Adequate provisions must be made to take account of these changes that may arise both during irradiation and following discharge from a reactor.

Overall, some effort may be required to define acceptance conditions for spent fuel in the AFR storage facilities such that AFR storage design specifications can be developed compatible with the received spent fuel. This will require cooperation between the NPPs and the project staff such that any extraordinary technical difficulties can be identified in advance and resolved in the best possible manner.

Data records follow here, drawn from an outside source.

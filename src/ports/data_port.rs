//! Data access port trait.
//!
//! Implementations are thin wrappers over an upstream store; the domain only
//! sees sorted, de-duplicated series.

use crate::domain::error::NorthflowError;
use crate::domain::series::{DatedSeries, PriceSeries};
use chrono::NaiveDate;
use std::fmt;

/// Column of a cross-border flow record.
#[derive(Debug, Clone, Copy, PartialEq, Eq, Default)]
pub enum FlowField {
    #[default]
    NetBuy,
    NetFlow,
}

impl fmt::Display for FlowField {
    fn fmt(&self, f: &mut fmt::Formatter<'_>) -> fmt::Result {
        match self {
            FlowField::NetBuy => write!(f, "net_buy"),
            FlowField::NetFlow => write!(f, "net_flow"),
        }
    }
}

impl std::str::FromStr for FlowField {
    type Err = String;

    fn from_str(s: &str) -> Result<Self, Self::Err> {
        match s.trim().to_lowercase().as_str() {
            "net_buy" => Ok(FlowField::NetBuy),
            "net_flow" => Ok(FlowField::NetFlow),
            other => Err(format!("expected net_buy or net_flow, got {other:?}")),
        }
    }
}

pub trait DataPort {
    fn fetch_trade_days(
        &self,
        start_date: NaiveDate,
        end_date: NaiveDate,
    ) -> Result<Vec<NaiveDate>, NorthflowError>;

    fn fetch_prices(
        &self,
        code: &str,
        start_date: NaiveDate,
        end_date: NaiveDate,
    ) -> Result<PriceSeries, NorthflowError>;

    fn fetch_flow(
        &self,
        link_id: &str,
        field: FlowField,
        start_date: NaiveDate,
        end_date: NaiveDate,
    ) -> Result<DatedSeries<f64>, NorthflowError>;
}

NPPs will also be the keepers of operational information on stored fuel at the reactor sites, particularly information on fuel failures or damages during in-service and later on during handling and storage at the reactors, which would be necessary in customizing the AFR design to spent fuel condition.

It should be noted that fuel characteristics change as nuclear fuel and reactor technology advances in various countries, such as from increased burnup of fuels, use of recycled plutonium in fuels (MOX and mixed carbide fuels), achievement of higher densities and other improvements, leading to trends in spent fuel characteristics different than those for current reactor fuels. Based on the characteristics of the spent fuel existing at the time of the selection of the AFR storage facility, some allowance may have to be made to make room for the future development of the fuel used in the reactors. The modular approach for AFR storage will allow the required flexibility to take into consideration any unforeseen changes that could take place in the future including changes to fuel characteristics, containers, regulatory requirements, and the knowledge base of storage systems. A modular approach as well as adaptive measures incorporated during design will also allow future improvements in the storage systems themselves to be accommodated based on the lessons learned in the initial stages and from feedback from the storage operations.

3.2.1.4. Defective fuel

Defective fuel may require special attention in terms of canning them prior to storage in an AFR (if it is not done already at the reactor pools). Operational objectives and safety approaches for defective fuel may differ for NPPs and for AFR storage facilities. What may be considered generally acceptable for at-reactor storage may not be suitable for AFR storage due to potential for contamination during transportation and long term storage. This may require special size containers for storage as well as transportation if they do not fit into standard containers. An agreed upon criteria (usually based on sipping procedures) would be established to identify defective fuel that need placement in a sealed can.

Adequate provision of information on the defectiveness (with possible logging of information) is particularly important for design of dry storage systems, as evidenced by the spent RBMK fuel storage project in Nuhoms system at Chernobyl [31].

At the AFR storage specific detection systems would be considered to confirm NPPs’ data as spent fuel is received, confirm fuel integrity during further storage, and ultimately confirm fuel integrity at the time of fuel retrieval.